Il y avait deux Martiens, l’un juché au sommet d’une lampe, l’autre sur le meuble radio. Le moins affolé fut peut-être George, qui avait été à deux doigts d’y croire en entendant le communiqué l’instant d’avant.

— B… bonsoir, lâcha-t-il faiblement.

— Salut, Toto, fit le Martien sur la lampe. À ta place, moi, j’abandonnerais après avoir tiré.

— Hein ? Quoi ?

— Je te le dis, Toto. Deux sept et deux trois, tu as là, et ça va te faire un full parce que la carte du dessus dans le paquet est un sept.
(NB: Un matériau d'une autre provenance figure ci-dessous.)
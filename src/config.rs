use serde::Deserialize;

#[derive(Debug, Clone, Deserialize)]
pub struct ServerCfg {
    #[serde(default = "default_bind_addr")]
    pub bind_addr: String,
}

#[derive(Debug, Clone, Deserialize)]
pub struct DbCfg {
    /// SQLite database path, e.g. muster.db
    pub url: String,
}

#[derive(Debug, Clone, Deserialize)]
pub struct AuthCfg {
    /// Sliding inactivity timeout for admin and super-admin sessions,
    /// in seconds.
    #[serde(default = "default_session_timeout_secs")]
    pub session_timeout_secs: i64,
    #[serde(default = "default_superadmin_username")]
    pub superadmin_username: String,
    /// Argon2 hash of the super-admin password. Login for that tier is
    /// disabled while unset.
    #[serde(default)]
    pub superadmin_password_hash: Option<String>,
}

#[derive(Debug, Clone, Deserialize)]
pub struct StreamCfg {
    #[serde(default = "default_keep_alive_secs")]
    pub keep_alive_secs: u64,
    /// Broadcast buffer per callout channel. A subscriber that falls
    /// this far behind is disconnected and must resnapshot.
    #[serde(default = "default_channel_capacity")]
    pub channel_capacity: usize,
}

#[derive(Debug, Clone, Deserialize)]
pub struct AppConfig {
    pub server: ServerCfg,
    pub db: DbCfg,
    pub auth: AuthCfg,
    pub stream: StreamCfg,
}

fn default_bind_addr() -> String {
    "127.0.0.1:8080".to_string()
}
fn default_session_timeout_secs() -> i64 {
    1800
}
fn default_superadmin_username() -> String {
    "superadmin".to_string()
}
fn default_keep_alive_secs() -> u64 {
    15
}
fn default_channel_capacity() -> usize {
    64
}

impl AppConfig {
    pub fn load() -> anyhow::Result<Self> {
        // Load .env file if it exists
        let _ = dotenvy::dotenv();

        let settings = config::Config::builder()
            .add_source(config::Environment::default().separator("_"))
            .build()?;

        // Map flat env names to nested structure for convenience
        // APP_BIND_ADDR, DATABASE_URL, SESSION_TIMEOUT_SECS,
        // SUPERADMIN_USERNAME, SUPERADMIN_PASSWORD_HASH,
        // STREAM_KEEP_ALIVE_SECS, STREAM_CHANNEL_CAPACITY
        let server = settings.get::<ServerCfg>("server").unwrap_or(ServerCfg {
            bind_addr: std::env::var("APP_BIND_ADDR").unwrap_or_else(|_| default_bind_addr()),
        });

        let db = settings.get::<DbCfg>("db").unwrap_or(DbCfg {
            url: std::env::var("DATABASE_URL")?,
        });

        let auth = settings.get::<AuthCfg>("auth").unwrap_or(AuthCfg {
            session_timeout_secs: std::env::var("SESSION_TIMEOUT_SECS")
                .ok()
                .and_then(|v| v.parse().ok())
                .unwrap_or_else(default_session_timeout_secs),
            superadmin_username: std::env::var("SUPERADMIN_USERNAME")
                .unwrap_or_else(|_| default_superadmin_username()),
            superadmin_password_hash: std::env::var("SUPERADMIN_PASSWORD_HASH").ok(),
        });
        if auth.superadmin_password_hash.is_none() {
            tracing::warn!(
                "SUPERADMIN_PASSWORD_HASH not provided; super-admin login is disabled."
            );
        }

        let stream = settings.get::<StreamCfg>("stream").unwrap_or(StreamCfg {
            keep_alive_secs: std::env::var("STREAM_KEEP_ALIVE_SECS")
                .ok()
                .and_then(|v| v.parse().ok())
                .unwrap_or_else(default_keep_alive_secs),
            channel_capacity: std::env::var("STREAM_CHANNEL_CAPACITY")
                .ok()
                .and_then(|v| v.parse().ok())
                .unwrap_or_else(default_channel_capacity),
        });

        Ok(AppConfig {
            server,
            db,
            auth,
            stream,
        })
    }
}
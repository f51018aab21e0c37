//! Live attendance fan-out, one broadcast channel per (brigade,
//! callout) pair.
//!
//! Every delta published for a callout gets the next value of that
//! callout's sequence counter, assigned under the registry write lock
//! so observers can detect gaps. Channel entries outlive subscriber
//! churn, since the sequence must keep counting for reconnecting
//! clients, and are dropped only when the callout locks.

use std::collections::HashMap;

use serde::Serialize;
use tokio::sync::{broadcast, RwLock};

#[derive(Debug, Clone, Copy, PartialEq, Eq, Serialize)]
#[serde(rename_all = "snake_case")]
pub enum DeltaOp {
    Added,
    Moved,
    Removed,
}

/// One attendance change, as pushed to connected observers.
#[derive(Debug, Clone, PartialEq, Eq, Serialize)]
pub struct AttendanceDelta {
    pub callout_id: String,
    pub member_id: String,
    pub truck_id: Option<String>,
    pub position_id: Option<String>,
    pub status: String,
    pub op: DeltaOp,
    /// Assigned by [`LiveChannels::publish`]; monotonic per callout.
    pub sequence: u64,
}

#[derive(Debug, Clone)]
pub enum LiveEvent {
    Delta(AttendanceDelta),
    Locked { callout_id: String },
}

struct ChannelState {
    tx: broadcast::Sender<LiveEvent>,
    sequence: u64,
}

/// A live subscription plus the sequence watermark at subscribe time.
/// Deltas with a sequence at or below the watermark are already part
/// of the snapshot the subscriber is about to read.
pub struct LiveSub {
    pub rx: broadcast::Receiver<LiveEvent>,
    pub sequence: u64,
}

pub struct LiveChannels {
    channels: RwLock<HashMap<(String, String), ChannelState>>,
    capacity: usize,
}

impl LiveChannels {
    pub fn new(capacity: usize) -> Self {
        Self {
            channels: RwLock::new(HashMap::new()),
            capacity,
        }
    }

    /// Take a receiver for a callout's channel, creating the channel if
    /// this is the first interest in it. Must be called before reading
    /// the attendance snapshot: the returned watermark is what makes
    /// snapshot plus filtered deltas gap-free.
    pub async fn subscribe(&self, brigade_id: &str, callout_id: &str) -> LiveSub {
        let mut channels = self.channels.write().await;
        let state = channels
            .entry((brigade_id.to_string(), callout_id.to_string()))
            .or_insert_with(|| ChannelState {
                tx: broadcast::channel(self.capacity).0,
                sequence: 0,
            });
        LiveSub {
            rx: state.tx.subscribe(),
            sequence: state.sequence,
        }
    }

    /// Assign the next sequence to the delta and broadcast it. Returns
    /// the assigned sequence. A send with no subscribers is not an
    /// error; the delta simply ages out.
    pub async fn publish(
        &self,
        brigade_id: &str,
        callout_id: &str,
        mut delta: AttendanceDelta,
    ) -> u64 {
        let mut channels = self.channels.write().await;
        let state = channels
            .entry((brigade_id.to_string(), callout_id.to_string()))
            .or_insert_with(|| ChannelState {
                tx: broadcast::channel(self.capacity).0,
                sequence: 0,
            });
        state.sequence += 1;
        delta.sequence = state.sequence;
        let sequence = state.sequence;
        let _ = state.tx.send(LiveEvent::Delta(delta));
        sequence
    }

    /// Broadcast the terminal event for a locked callout and drop the
    /// channel. Subscribers end their streams on receipt.
    pub async fn publish_locked(&self, brigade_id: &str, callout_id: &str) {
        let mut channels = self.channels.write().await;
        if let Some(state) =
            channels.remove(&(brigade_id.to_string(), callout_id.to_string()))
        {
            let _ = state.tx.send(LiveEvent::Locked {
                callout_id: callout_id.to_string(),
            });
        }
    }
}

#[cfg(test)]
mod tests {
    use super::*;
    use tokio::sync::broadcast::error::TryRecvError;

    fn delta(member: &str) -> AttendanceDelta {
        AttendanceDelta {
            callout_id: "c1".to_string(),
            member_id: member.to_string(),
            truck_id: None,
            position_id: None,
            status: "responding".to_string(),
            op: DeltaOp::Added,
            sequence: 0,
        }
    }

    #[tokio::test]
    async fn sequences_are_monotonic_and_gap_free() {
        let channels = LiveChannels::new(16);
        let mut sub = channels.subscribe("b1", "c1").await;
        assert_eq!(sub.sequence, 0);

        for member in ["m1", "m2", "m3"] {
            channels.publish("b1", "c1", delta(member)).await;
        }
        for expected in 1..=3 {
            match sub.rx.recv().await.unwrap() {
                LiveEvent::Delta(d) => assert_eq!(d.sequence, expected),
                other => panic!("unexpected event: {other:?}"),
            }
        }
    }

    #[tokio::test]
    async fn late_subscriber_watermark_covers_prior_deltas() {
        let channels = LiveChannels::new(16);
        channels.publish("b1", "c1", delta("m1")).await;
        channels.publish("b1", "c1", delta("m2")).await;

        let mut sub = channels.subscribe("b1", "c1").await;
        assert_eq!(sub.sequence, 2);

        let seq = channels.publish("b1", "c1", delta("m3")).await;
        assert_eq!(seq, 3);
        match sub.rx.recv().await.unwrap() {
            LiveEvent::Delta(d) => {
                assert_eq!(d.sequence, 3);
                assert!(d.sequence > sub.sequence);
            }
            other => panic!("unexpected event: {other:?}"),
        }
    }

    #[tokio::test]
    async fn sequence_survives_subscriber_churn() {
        let channels = LiveChannels::new(16);
        let sub = channels.subscribe("b1", "c1").await;
        drop(sub);
        channels.publish("b1", "c1", delta("m1")).await;

        let sub = channels.subscribe("b1", "c1").await;
        assert_eq!(sub.sequence, 1);
        let seq = channels.publish("b1", "c1", delta("m2")).await;
        assert_eq!(seq, 2);
    }

    #[tokio::test]
    async fn callouts_do_not_share_channels() {
        let channels = LiveChannels::new(16);
        let mut other = channels.subscribe("b1", "c2").await;
        channels.publish("b1", "c1", delta("m1")).await;
        assert!(matches!(other.rx.try_recv(), Err(TryRecvError::Empty)));
    }

    #[tokio::test]
    async fn locking_broadcasts_terminal_event_and_drops_channel() {
        let channels = LiveChannels::new(16);
        let mut sub = channels.subscribe("b1", "c1").await;
        channels.publish("b1", "c1", delta("m1")).await;
        channels.publish_locked("b1", "c1").await;

        let _ = sub.rx.recv().await.unwrap();
        match sub.rx.recv().await.unwrap() {
            LiveEvent::Locked { callout_id } => assert_eq!(callout_id, "c1"),
            other => panic!("unexpected event: {other:?}"),
        }

        // channel entry is gone; a new subscription starts fresh
        let fresh = channels.subscribe("b1", "c1").await;
        assert_eq!(fresh.sequence, 0);
    }
}
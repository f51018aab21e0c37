pub mod api_token;
pub mod attendance;
pub mod audit;
pub mod brigade;
pub mod callout;
pub mod member;

use time::format_description::well_known::Rfc3339;
use time::OffsetDateTime;

/// Current UTC time as an RFC 3339 string, the storage format for all
/// persisted timestamps (sortable lexicographically).
pub fn now_rfc3339() -> String {
    let now = OffsetDateTime::now_utc();
    now.format(&Rfc3339).unwrap_or_else(|_| now.to_string())
}

/// Current UTC time in unix seconds, used by the session and rate-limit
/// clocks.
pub fn now_unix() -> i64 {
    OffsetDateTime::now_utc().unix_timestamp()
}
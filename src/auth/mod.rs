pub mod rate;
pub mod sessions;
pub mod tokens;
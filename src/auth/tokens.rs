//! Bearer-token verification and per-request authorization.

use std::sync::Arc;

use axum::http::{header::AUTHORIZATION, HeaderMap};
use uuid::Uuid;

use crate::auth::rate::{RateDecision, RateLimiter};
use crate::error::ApiError;
use crate::models::api_token::{ApiToken, Permission};
use crate::models::audit::AuditRecord;
use crate::models::brigade::Brigade;
use crate::models::now_rfc3339;
use crate::repos::MusterRepo;
use crate::security::hash_secret;

#[derive(Clone)]
pub struct TokenAuth {
    repo: Arc<dyn MusterRepo>,
    limiter: Arc<RateLimiter>,
}

impl TokenAuth {
    pub fn new(repo: Arc<dyn MusterRepo>) -> Self {
        Self {
            repo,
            limiter: Arc::new(RateLimiter::new()),
        }
    }

    /// Look up a presented secret by its SHA-256 hash. Revoked tokens
    /// verify as absent.
    pub async fn verify(&self, secret: &str) -> anyhow::Result<Option<ApiToken>> {
        let hash = hash_secret(secret);
        let Some(token) = self.repo.get_api_token_by_hash(&hash).await? else {
            return Ok(None);
        };
        if token.is_revoked() {
            return Ok(None);
        }
        Ok(Some(token))
    }

    /// Authorize one bearer request against a brigade. Checks run in a
    /// fixed order and the first failure wins: token identity, then
    /// brigade ownership (a foreign token is indistinguishable from an
    /// unknown one), then the rate limit, then the permission. Success
    /// writes an audit row and touches `last_used_at`.
    pub async fn authorize(
        &self,
        headers: &HeaderMap,
        brigade: &Brigade,
        permission: Permission,
        endpoint: &str,
        method: &str,
        now: i64,
    ) -> Result<(ApiToken, RateDecision), ApiError> {
        let secret = bearer_secret(headers).ok_or(ApiError::InvalidToken)?;
        let token = match self.verify(secret).await {
            Ok(Some(token)) => token,
            Ok(None) => return Err(ApiError::InvalidToken),
            Err(e) => {
                tracing::error!(error = ?e, "token lookup failed");
                return Err(ApiError::Internal);
            }
        };
        if token.brigade_id != brigade.id {
            return Err(ApiError::InvalidToken);
        }

        let decision = self
            .limiter
            .check(
                &token.id,
                token.max_requests.max(0) as u32,
                i64::from(token.window_seconds),
                now,
            )
            .await;
        if !decision.allowed {
            return Err(ApiError::RateLimited {
                limit: decision.limit,
                reset: decision.reset,
                retry_after: (decision.reset - now).max(0),
            });
        }

        if !token.has_permission(permission) {
            return Err(ApiError::InsufficientScope(permission));
        }

        let record = AuditRecord {
            id: Uuid::new_v4().to_string(),
            brigade_id: brigade.id.clone(),
            token_id: token.id.clone(),
            token_name: token.name.clone(),
            permission: permission.as_str().to_string(),
            endpoint: endpoint.to_string(),
            method: method.to_string(),
            created_at: now_rfc3339(),
        };
        if let Err(e) = self.repo.append_audit(record).await {
            tracing::error!(error = ?e, "failed to append audit record");
        }

        // Update last used timestamp (fire and forget)
        let repo = self.repo.clone();
        let token_id = token.id.clone();
        tokio::spawn(async move {
            let _ = repo.update_api_token_last_used(&token_id).await;
        });

        Ok((token, decision))
    }
}

fn bearer_secret(headers: &HeaderMap) -> Option<&str> {
    headers
        .get(AUTHORIZATION)?
        .to_str()
        .ok()?
        .strip_prefix("Bearer ")
}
— Tout juste, Toto, dit l’autre Martien. Et tu perdrais ta chemise avec ce full parce que ce petit père-là (il désigna Harry Wainright, qui avait ouvert)… a trois valets dans sa main, et que le quatrième est la seconde carte du paquet.

— Continuez la partie, vous verrez bien, susurra le premier Martien.

Convulsivement, Harry Wainright se leva en jetant ses cartes retournées sur la table (trois valets parmi elles) et il retourna les deux premières du paquet : un sept et un valet.

— Et alors, tu pensais peut-être qu’on te faisait marcher, Toto ? interrogea le premier Martien.

— Espèce d’infect… hurla Wainright, les muscles bandés, prêt à bondir.

— Harry, rappelle-toi la radio, dit George. Tu ne peux pas les toucher.

— Tu l’as dit, Toto, déclara le Martien. Ça ne servirait qu’à te rendre encore plus couenne que tu ne l’es.

— Continuez donc à jouer, voyons, intervint l’autre Martien. On va vous aider… tous à la fois, sans faire de jaloux.

Trimble se leva d’un air farouche :

— Tu prends celui-ci, Harry. Moi, je me charge de l’autre. Si la radio a dit vrai, on ne pourra pas les éjecter, mais crénom ! ça ne coûte rien d’essayer !

Ça ne coûtait rien en effet. Mais ça ne rapportait rien non plus.